I believe that the positioning of knowledge and information management (KIM) within organisations needs to change fundamentally. Information professionals now need to be more closely allied to their organisation's innovation agenda - the changes that the organisation needs to make to assure its survival or growth. (And if your organisation does not have an innovation agenda, start looking for another job quickly - you deserve better and your skills are needed elsewhere!)
Focus on 'hard' KIM
The economic world has changed forever and organisations need to find new ways of coping. An unexpected side effect of this recession has been to force organisations to have a fundamental rethink about their purpose. In the public sector, the severe cutbacks in expenditure are forcing a profound reconsideration of the purpose and reach of many organisations in that part of the economy.

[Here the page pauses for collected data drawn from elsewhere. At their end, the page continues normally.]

#[cfg(test)]
mod tests;

use anyhow::{Context, Result};
use serde::{Deserialize, Serialize};
use std::fmt;
use std::fs;
use std::path::{Path, PathBuf};
use thiserror::Error;
use url::Url;

/// Environment variable holding the Sarvam API subscription key.
pub const API_KEY_ENV: &str = "SARVAM_API_KEY";

/// Environment variable overriding the application directory, mainly for tests.
pub const CONFIG_DIR_ENV: &str = "RAMAYANA_CHAT_DIR";

pub const DEFAULT_EMBEDDING_DIMENSION: u32 = 768;

#[derive(Debug, Clone, Serialize, Deserialize, PartialEq)]
pub struct Config {
    #[serde(default)]
    pub embedding: EmbeddingConfig,
    #[serde(default)]
    pub retrieval: RetrievalConfig,
    #[serde(default)]
    pub generation: GenerationConfig,
    #[serde(default)]
    pub sarvam: SarvamConfig,
    #[serde(skip)]
    pub base_dir: PathBuf,
}

/// Local Ollama instance used for passage and query embeddings.
#[derive(Debug, Clone, Serialize, Deserialize, PartialEq)]
#[serde(default)]
pub struct EmbeddingConfig {
    pub protocol: String,
    pub host: String,
    pub port: u16,
    pub model: String,
    pub batch_size: u32,
    pub dimension: u32,
}

#[derive(Debug, Clone, Serialize, Deserialize, PartialEq)]
#[serde(default)]
pub struct RetrievalConfig {
    /// Number of passages handed to the prompt assembler.
    pub top_k: usize,
}

/// Generation parameters sent with every chat completion. These fields are
/// the full set of recognized options.
#[derive(Debug, Clone, Serialize, Deserialize, PartialEq)]
#[serde(default)]
pub struct GenerationConfig {
    pub model: String,
    pub temperature: f32,
    pub max_tokens: u32,
}

#[derive(Debug, Clone, Serialize, Deserialize, PartialEq)]
#[serde(default)]
pub struct SarvamConfig {
    pub base_url: String,
    pub translate_model: String,
    pub stt_model: String,
    pub tts_model: String,
    pub timeout_seconds: u64,
    /// Total attempts per request. 1 means a single attempt with no retry;
    /// only 5xx and transport failures are ever retried.
    pub retry_attempts: u32,
}

impl Default for EmbeddingConfig {
    fn default() -> Self {
        Self {
            protocol: "http".to_string(),
            host: "localhost".to_string(),
            port: 11434,
            model: "nomic-embed-text:latest".to_string(),
            batch_size: 16,
            dimension: DEFAULT_EMBEDDING_DIMENSION,
        }
    }
}

impl Default for RetrievalConfig {
    fn default() -> Self {
        Self { top_k: 3 }
    }
}

impl Default for GenerationConfig {
    fn default() -> Self {
        Self {
            model: "sarvam-m".to_string(),
            temperature: 0.2,
            max_tokens: 512,
        }
    }
}

impl Default for SarvamConfig {
    fn default() -> Self {
        Self {
            base_url: "https://api.sarvam.ai".to_string(),
            translate_model: "mayura:v1".to_string(),
            stt_model: "saarika:v2.5".to_string(),
            tts_model: "bulbul:v3".to_string(),
            timeout_seconds: 30,
            retry_attempts: 1,
        }
    }
}

#[derive(Debug, Error)]
pub enum ConfigError {
    #[error("Configuration directory not found or could not be created")]
    DirectoryError,
    #[error("Invalid URL format: {0}")]
    InvalidUrl(String),
    #[error("Invalid port: {0} (must be between 1 and 65535)")]
    InvalidPort(u16),
    #[error("Invalid batch size: {0} (must be between 1 and 1000)")]
    InvalidBatchSize(u32),
    #[error("Invalid model name: {0} (cannot be empty)")]
    InvalidModel(String),
    #[error("Invalid protocol: {0} (must be 'http' or 'https')")]
    InvalidProtocol(String),
    #[error("Invalid embedding dimension: {0} (must be between 64 and 4096)")]
    InvalidEmbeddingDimension(u32),
    #[error("Invalid top_k: {0} (must be between 1 and 10)")]
    InvalidTopK(usize),
    #[error("Invalid temperature: {0} (must be between 0.0 and 2.0)")]
    InvalidTemperature(f32),
    #[error("Invalid max_tokens: {0} (must be between 1 and 8192)")]
    InvalidMaxTokens(u32),
    #[error("Invalid timeout: {0} (must be between 1 and 300 seconds)")]
    InvalidTimeout(u64),
    #[error("Invalid retry attempts: {0} (must be between 1 and 5)")]
    InvalidRetryAttempts(u32),
    #[error("{0} is not set; export your Sarvam API subscription key before starting")]
    MissingApiKey(&'static str),
    #[error("IO error: {0}")]
    Io(#[from] std::io::Error),
    #[error("TOML parsing error: {0}")]
    TomlParse(#[from] toml::de::Error),
    #[error("TOML serialization error: {0}")]
    TomlSerialize(#[from] toml::ser::Error),
}

impl Config {
    /// Resolve the application directory: `RAMAYANA_CHAT_DIR` if set,
    /// otherwise the platform config dir.
    #[inline]
    pub fn config_dir() -> Result<PathBuf, ConfigError> {
        if let Ok(dir) = std::env::var(CONFIG_DIR_ENV) {
            if !dir.trim().is_empty() {
                return Ok(PathBuf::from(dir));
            }
        }

        dirs::config_dir()
            .map(|dir| dir.join("ramayana-chat"))
            .ok_or(ConfigError::DirectoryError)
    }

    /// Load configuration from `config.toml` in the given directory, falling
    /// back to defaults when the file does not exist.
    #[inline]
    pub fn load_from<P: AsRef<Path>>(config_dir: P) -> Result<Self> {
        let config_path = config_dir.as_ref().join("config.toml");

        if !config_path.exists() {
            return Ok(Self::default_with_dir(config_dir.as_ref()));
        }

        let content = fs::read_to_string(&config_path)
            .with_context(|| format!("Failed to read config file: {}", config_path.display()))?;

        let mut config: Config = toml::from_str(&content)
            .with_context(|| format!("Failed to parse config file: {}", config_path.display()))?;
        config.base_dir = config_dir.as_ref().to_path_buf();

        config
            .validate()
            .with_context(|| "Configuration validation failed")?;

        Ok(config)
    }

    /// Load configuration from the resolved application directory.
    #[inline]
    pub fn load() -> Result<Self> {
        let config_dir = Self::config_dir().context("Failed to resolve config directory")?;
        Self::load_from(config_dir)
    }

    fn default_with_dir(dir: &Path) -> Self {
        Self {
            embedding: EmbeddingConfig::default(),
            retrieval: RetrievalConfig::default(),
            generation: GenerationConfig::default(),
            sarvam: SarvamConfig::default(),
            base_dir: dir.to_path_buf(),
        }
    }

    #[inline]
    pub fn save(&self) -> Result<()> {
        self.validate()
            .context("Configuration validation failed before saving")?;

        fs::create_dir_all(&self.base_dir).with_context(|| {
            format!(
                "Failed to create config directory: {}",
                self.base_dir.display()
            )
        })?;

        let config_path = self.config_file_path();
        let content = toml::to_string_pretty(self).context("Failed to serialize config to TOML")?;

        fs::write(&config_path, content)
            .with_context(|| format!("Failed to write config file: {}", config_path.display()))?;

        Ok(())
    }

    #[inline]
    pub fn validate(&self) -> Result<(), ConfigError> {
        self.embedding.validate()?;

        if !(1..=10).contains(&self.retrieval.top_k) {
            return Err(ConfigError::InvalidTopK(self.retrieval.top_k));
        }

        self.generation.validate()?;
        self.sarvam.validate()?;
        Ok(())
    }

    #[inline]
    pub fn config_file_path(&self) -> PathBuf {
        self.base_dir.join("config.toml")
    }

    /// Directory holding the LanceDB tables.
    #[inline]
    pub fn vector_db_path(&self) -> PathBuf {
        self.base_dir.join("vectors")
    }

    /// Directory where synthesized answer audio is written.
    #[inline]
    pub fn audio_dir_path(&self) -> PathBuf {
        self.base_dir.join("audio")
    }
}

impl EmbeddingConfig {
    pub fn validate(&self) -> Result<(), ConfigError> {
        if self.protocol != "http" && self.protocol != "https" {
            return Err(ConfigError::InvalidProtocol(self.protocol.clone()));
        }

        if self.port == 0 {
            return Err(ConfigError::InvalidPort(self.port));
        }

        let url_str = format!("{}://{}:{}", self.protocol, self.host, self.port);
        Url::parse(&url_str).map_err(|_| ConfigError::InvalidUrl(url_str))?;

        if self.model.trim().is_empty() {
            return Err(ConfigError::InvalidModel(self.model.clone()));
        }

        if self.batch_size == 0 || self.batch_size > 1000 {
            return Err(ConfigError::InvalidBatchSize(self.batch_size));
        }

        if !(64..=4096).contains(&self.dimension) {
            return Err(ConfigError::InvalidEmbeddingDimension(self.dimension));
        }

        Ok(())
    }

    pub fn endpoint_url(&self) -> Result<Url, ConfigError> {
        let url_str = format!("{}://{}:{}", self.protocol, self.host, self.port);
        Url::parse(&url_str).map_err(|_| ConfigError::InvalidUrl(url_str))
    }
}

impl GenerationConfig {
    pub fn validate(&self) -> Result<(), ConfigError> {
        if self.model.trim().is_empty() {
            return Err(ConfigError::InvalidModel(self.model.clone()));
        }

        if !(0.0..=2.0).contains(&self.temperature) {
            return Err(ConfigError::InvalidTemperature(self.temperature));
        }

        if self.max_tokens == 0 || self.max_tokens > 8192 {
            return Err(ConfigError::InvalidMaxTokens(self.max_tokens));
        }

        Ok(())
    }
}

impl SarvamConfig {
    pub fn validate(&self) -> Result<(), ConfigError> {
        Url::parse(&self.base_url).map_err(|_| ConfigError::InvalidUrl(self.base_url.clone()))?;

        if self.timeout_seconds == 0 || self.timeout_seconds > 300 {
            return Err(ConfigError::InvalidTimeout(self.timeout_seconds));
        }

        if self.retry_attempts == 0 || self.retry_attempts > 5 {
            return Err(ConfigError::InvalidRetryAttempts(self.retry_attempts));
        }

        for model in [&self.translate_model, &self.stt_model, &self.tts_model] {
            if model.trim().is_empty() {
                return Err(ConfigError::InvalidModel(model.clone()));
            }
        }

        Ok(())
    }

    pub fn parsed_base_url(&self) -> Result<Url, ConfigError> {
        Url::parse(&self.base_url).map_err(|_| ConfigError::InvalidUrl(self.base_url.clone()))
    }
}

/// The Sarvam API subscription key. Read from the environment at startup;
/// never serialized and never printed.
#[derive(Clone)]
pub struct ApiKey(String);

impl ApiKey {
    #[inline]
    pub fn new(key: impl Into<String>) -> Self {
        Self(key.into())
    }

    /// Read the key from `SARVAM_API_KEY`. A missing or blank value is a
    /// fatal startup error for any command that reaches the provider.
    #[inline]
    pub fn from_env() -> Result<Self, ConfigError> {
        match std::env::var(API_KEY_ENV) {
            Ok(key) if !key.trim().is_empty() => Ok(Self(key)),
            _ => Err(ConfigError::MissingApiKey(API_KEY_ENV)),
        }
    }

    #[inline]
    pub fn expose(&self) -> &str {
        &self.0
    }
}

impl fmt::Debug for ApiKey {
    fn fmt(&self, f: &mut fmt::Formatter<'_>) -> fmt::Result {
        f.write_str("ApiKey(redacted)")
    }
}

KIM can help organisations formulate effective responses to the new realities. This is 'hard' KIM and its time has come.
Pitch KIM appropriately
The first tactic for getting onto the innovation agenda is to start to demonstrate concrete linkages between real performance and effective KIM. This might involve a rethink of how KIM is pitched to senior decision makers, perhaps focusing less on 'soft' outcomes and more on the 'harder' side of KIM.
Look at your organisation. Count how many accountants are employed and then count how many KIM staff are employed. I am acutely aware that financial information is important but, I also realise that there is an enormous blindside attached to focusing only on the numbers. If information really is so important, then why are so few people nurturing and exploiting it?
Look carefully at where the focus is in your organisation. If it is all in the numbers, then start to look for the blindsides this creates. For example, market intelligence, the 'long view', competitor activity (and this applies equally to the public sector - other bodies are chasing the same funding as you are!), internal capability (important when you consider that you need to be ready to mobilise when activity in the market picks up and you may not have enough people to capitalise on growth.
At a very basic level, pointing out the strangeness of having your biggest corporate asset (information, and yes, people are part of those information assets) managed by a handful of KIM staff is likely to raise some senior interest. You can also point out that accountancy is probably the most automated part of the modern office and yet, despite all that investment, there still seem to be legions of accountants in most organisations.